▶ _YOUR OBJECTIVE_:
Every line below that mentions the word "tracing" should be copied out.

___ GIVEN ENTRIES

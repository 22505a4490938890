use crate::config::IndexSchema;
use crate::error::{RankError, Result};
use crate::keyword::{FilterMask, KeywordTable};
use crate::matrix::CsrMatrix;
use crate::persist;
use crate::weighting::TfidfVectorizer;
use parking_lot::RwLock;
use serde::{Deserialize, Serialize};
use std::collections::BTreeMap;
use std::io::{Read, Write};
use std::path::Path;
use std::sync::Arc;

/// One ingested document: field name → value.
pub type Document = BTreeMap<String, String>;

/// Exact-match filters: keyword field → required value.
pub type Filters = BTreeMap<String, String>;

/// A ranked corpus position with its accumulated score.
#[derive(Debug, Clone, Copy, PartialEq)]
pub struct Hit {
    pub index: usize,
    pub score: f32,
}

/// Fitted model and matrix for one text field. They are only ever replaced together.
#[derive(Debug, Clone, Serialize, Deserialize)]
pub(crate) struct FieldIndex {
    pub vectorizer: TfidfVectorizer,
    pub matrix: CsrMatrix,
}

/// Everything derived from one corpus.
#[derive(Debug, Serialize, Deserialize)]
pub(crate) struct FittedState {
    pub fields: BTreeMap<String, FieldIndex>,
    pub keywords: KeywordTable,
    pub documents: Vec<Document>,
}

impl FittedState {
    pub(crate) fn check_shape(&self, schema: &IndexSchema) -> Result<()> {
        let n_docs = self.documents.len();
        if !self.fields.keys().eq(sorted(&schema.text_fields)) {
            return Err(RankError::CorruptSnapshot("text fields do not match the index schema".into()));
        }
        if !self.keywords.fields().eq(sorted(&schema.keyword_fields)) {
            return Err(RankError::CorruptSnapshot("keyword fields do not match the index schema".into()));
        }
        for (field, fi) in &self.fields {
            fi.vectorizer
                .check_matrix(&fi.matrix, n_docs)
                .map_err(|e| RankError::CorruptSnapshot(format!("field '{field}': {e}")))?;
        }
        self.keywords.check_shape(n_docs)
    }
}

fn sorted(fields: &[String]) -> Vec<&str> {
    let mut v: Vec<&str> = fields.iter().map(String::as_str).collect();
    v.sort_unstable();
    v
}

/// In-memory TF-IDF ranking index over text fields with exact-match
/// filtering on keyword fields.
///
/// `fit` and `load` build the new state off to the side and swap it in under
/// a write lock, so concurrent `search` calls see either the old corpus or
/// the new one, never a mix.
pub struct SearchIndex {
    schema: IndexSchema,
    state: RwLock<Option<Arc<FittedState>>>,
}

impl SearchIndex {
    pub fn new(schema: IndexSchema) -> Result<Self> {
        schema.validate()?;
        // compile the analyzer once so a bad token pattern fails here, not at fit
        TfidfVectorizer::new(schema.weighting.clone())?;
        Ok(Self { schema, state: RwLock::new(None) })
    }

    pub fn schema(&self) -> &IndexSchema { &self.schema }

    pub fn is_fitted(&self) -> bool { self.state.read().is_some() }

    /// Number of indexed documents; zero before the first fit.
    pub fn len(&self) -> usize {
        self.state.read().as_ref().map_or(0, |s| s.documents.len())
    }

    pub fn is_empty(&self) -> bool { self.len() == 0 }

    pub fn document(&self, index: usize) -> Option<Document> {
        self.state.read().as_ref()?.documents.get(index).cloned()
    }

    pub fn vocabulary_size(&self, field: &str) -> Option<usize> {
        let state = self.state.read();
        let fi = state.as_ref()?.fields.get(field)?;
        Some(fi.matrix.n_cols())
    }

    fn snapshot(&self, op: &'static str) -> Result<Arc<FittedState>> {
        self.state.read().clone().ok_or(RankError::NotInitialized(op))
    }

    fn install(&self, fitted: FittedState) {
        *self.state.write() = Some(Arc::new(fitted));
    }

    /// Build every field matrix and the keyword table from `documents`,
    /// replacing whatever was indexed before. On error the old state stays.
    pub fn fit(&self, documents: Vec<Document>) -> Result<()> {
        let mut fields = BTreeMap::new();
        for field in &self.schema.text_fields {
            let texts: Vec<&str> = documents.iter().map(|d| d.get(field).map_or("", String::as_str)).collect();
            let mut vectorizer = TfidfVectorizer::new(self.schema.weighting.clone())?;
            let matrix = vectorizer.fit(&texts)?;
            tracing::debug!(field = %field, vocab = matrix.n_cols(), nnz = matrix.nnz(), "field matrix built");
            fields.insert(field.clone(), FieldIndex { vectorizer, matrix });
        }
        let keywords = KeywordTable::build(&self.schema.keyword_fields, &documents);
        let num_docs = documents.len();
        self.install(FittedState { fields, keywords, documents });
        tracing::info!(num_docs, text_fields = ?self.schema.text_fields, keyword_fields = ?self.schema.keyword_fields, "index fitted");
        Ok(())
    }

    /// Rank documents for `query` and return the top `num_results` corpus
    /// positions with strictly positive score, best first, ties broken by
    /// ascending position.
    pub fn search_hits(&self, query: &str, num_results: usize, filters: &Filters) -> Result<Vec<Hit>> {
        let state = self.snapshot("search")?;
        self.rank(&state, query, num_results, filters)
    }

    /// Like [`search_hits`](Self::search_hits) but returns the original documents.
    pub fn search(&self, query: &str, num_results: usize, filters: &Filters) -> Result<Vec<Document>> {
        let state = self.snapshot("search")?;
        let hits = self.rank(&state, query, num_results, filters)?;
        Ok(hits.into_iter().map(|h| state.documents[h.index].clone()).collect())
    }

    fn rank(&self, state: &FittedState, query: &str, num_results: usize, filters: &Filters) -> Result<Vec<Hit>> {
        if num_results == 0 {
            return Err(RankError::InvalidArgument("num_results must be positive".into()));
        }

        let mut scores = vec![0.0f32; state.documents.len()];
        for (field, fi) in &state.fields {
            let q = fi.vectorizer.transform(&[query])?;
            let boost = self.schema.boost(field);
            for (acc, sim) in scores.iter_mut().zip(fi.matrix.cosine_similarities(q.row(0))) {
                *acc += sim * boost;
            }
        }

        for (field, value) in filters {
            match state.keywords.mask(field, value) {
                FilterMask::Rows(rows) => {
                    for (acc, keep) in scores.iter_mut().zip(rows) {
                        if !keep { *acc = 0.0; }
                    }
                }
                FilterMask::Unsatisfiable => {
                    tracing::warn!(field = %field, value = %value, "filter matches nothing, zeroing all scores");
                    scores.iter_mut().for_each(|s| *s = 0.0);
                }
            }
        }

        let mut hits: Vec<Hit> = scores
            .iter()
            .enumerate()
            .filter(|&(_, &score)| score > 0.0)
            .map(|(index, &score)| Hit { index, score })
            .collect();
        let by_rank = |a: &Hit, b: &Hit| b.score.total_cmp(&a.score).then(a.index.cmp(&b.index));
        // partial sort for top-k
        if hits.len() > num_results {
            hits.select_nth_unstable_by(num_results - 1, by_rank);
            hits.truncate(num_results);
        }
        hits.sort_unstable_by(by_rank);
        tracing::debug!(query, num_results, returned = hits.len(), "search complete");
        Ok(hits)
    }

    /// Serialize the fitted state to `sink`.
    pub fn save<W: Write>(&self, sink: W) -> Result<()> {
        let state = self.snapshot("save")?;
        persist::write_snapshot(sink, &self.schema, &state)
    }

    /// Replace the fitted state with a snapshot read from `source`. The
    /// snapshot must have been written by an index with the same text and
    /// keyword fields; boosts are taken from this index.
    pub fn load<R: Read>(&self, source: R) -> Result<()> {
        let fitted = persist::read_snapshot(source, &self.schema)?;
        let num_docs = fitted.documents.len();
        self.install(fitted);
        tracing::info!(num_docs, "index loaded from snapshot");
        Ok(())
    }

    pub fn save_to_path<P: AsRef<Path>>(&self, path: P) -> Result<()> {
        let state = self.snapshot("save")?;
        persist::save_snapshot_file(path.as_ref(), &self.schema, &state)
    }

    pub fn load_from_path<P: AsRef<Path>>(&self, path: P) -> Result<()> {
        let fitted = persist::load_snapshot_file(path.as_ref(), &self.schema)?;
        let num_docs = fitted.documents.len();
        self.install(fitted);
        tracing::info!(num_docs, path = %path.as_ref().display(), "index loaded from snapshot");
        Ok(())
    }
}

#[cfg(test)]
mod tests {
    use super::*;

    fn faq() -> Vec<Document> {
        vec![
            [("q", "when does the course start"), ("course", "de")],
            [("q", "what is the refund policy"), ("course", "ml")],
        ]
        .into_iter()
        .map(|pairs| pairs.into_iter().map(|(k, v)| (k.to_string(), v.to_string())).collect())
        .collect()
    }

    #[test]
    fn top_hit_and_filter() {
        let index = SearchIndex::new(IndexSchema::new(["q"], ["course"])).unwrap();
        index.fit(faq()).unwrap();
        let hits = index.search_hits("course start", 1, &Filters::new()).unwrap();
        assert_eq!(hits.len(), 1);
        assert_eq!(hits[0].index, 0);

        let filters = Filters::from([("course".to_string(), "ml".to_string())]);
        assert!(index.search("course start", 1, &filters).unwrap().is_empty());
    }

    #[test]
    fn search_before_fit() {
        let index = SearchIndex::new(IndexSchema::new(["q"], ["course"])).unwrap();
        assert!(matches!(index.search("x", 3, &Filters::new()), Err(RankError::NotInitialized(_))));
        assert!(matches!(index.save(Vec::<u8>::new()), Err(RankError::NotInitialized(_))));
    }

    #[test]
    fn zero_results_is_invalid() {
        let index = SearchIndex::new(IndexSchema::new(["q"], ["course"])).unwrap();
        index.fit(faq()).unwrap();
        assert!(matches!(index.search("course", 0, &Filters::new()), Err(RankError::InvalidArgument(_))));
    }

    #[test]
    fn failed_refit_keeps_previous_state() {
        use crate::config::{DocFreq, WeightingConfig};
        // two documents admit at most one per term under max_df, below min_df
        let weighting = WeightingConfig { min_df: DocFreq::Count(2), max_df: DocFreq::Ratio(0.5), ..WeightingConfig::default() };
        let index = SearchIndex::new(IndexSchema::new(["q"], ["course"]).with_weighting(weighting)).unwrap();
        let corpus: Vec<Document> = ["course start date", "course refund", "docker start", "docker refund"]
            .into_iter()
            .map(|q| Document::from([("q".to_string(), q.to_string())]))
            .collect();
        index.fit(corpus).unwrap();
        let before = index.search_hits("course start", 4, &Filters::new()).unwrap();
        assert_eq!(before[0].index, 0);

        assert!(matches!(index.fit(faq()), Err(RankError::Config(_))));
        assert_eq!(index.len(), 4);
        assert_eq!(index.document(0).unwrap()["q"], "course start date");
        assert_eq!(index.search_hits("course start", 4, &Filters::new()).unwrap(), before);
    }

    #[test]
    fn bad_token_pattern_fails_at_construction() {
        use crate::config::WeightingConfig;
        let weighting = WeightingConfig { token_pattern: "([a-z".into(), ..WeightingConfig::default() };
        let res = SearchIndex::new(IndexSchema::new(["q"], ["course"]).with_weighting(weighting));
        assert!(matches!(res, Err(RankError::Config(_))));
    }
}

______

▶ _RESPONSE TO THE TASK_:
            tracing::debug!(field = %field, vocab = matrix.n_cols(), nnz = matrix.nnz(), "field matrix built");
        tracing::info!(num_docs, text_fields = ?self.schema.text_fields, keyword_fields = ?self.schema.keyword_fields, "index fitted");
                    tracing::warn!(field = %field, value = %value, "filter matches nothing, zeroing all scores");
        tracing::debug!(query, num_results, returned = hits.len(), "search complete");
        tracing::info!(num_docs, "index loaded from snapshot");
        tracing::info!(num_docs, path = %path.as_ref().display(), "index loaded from snapshot");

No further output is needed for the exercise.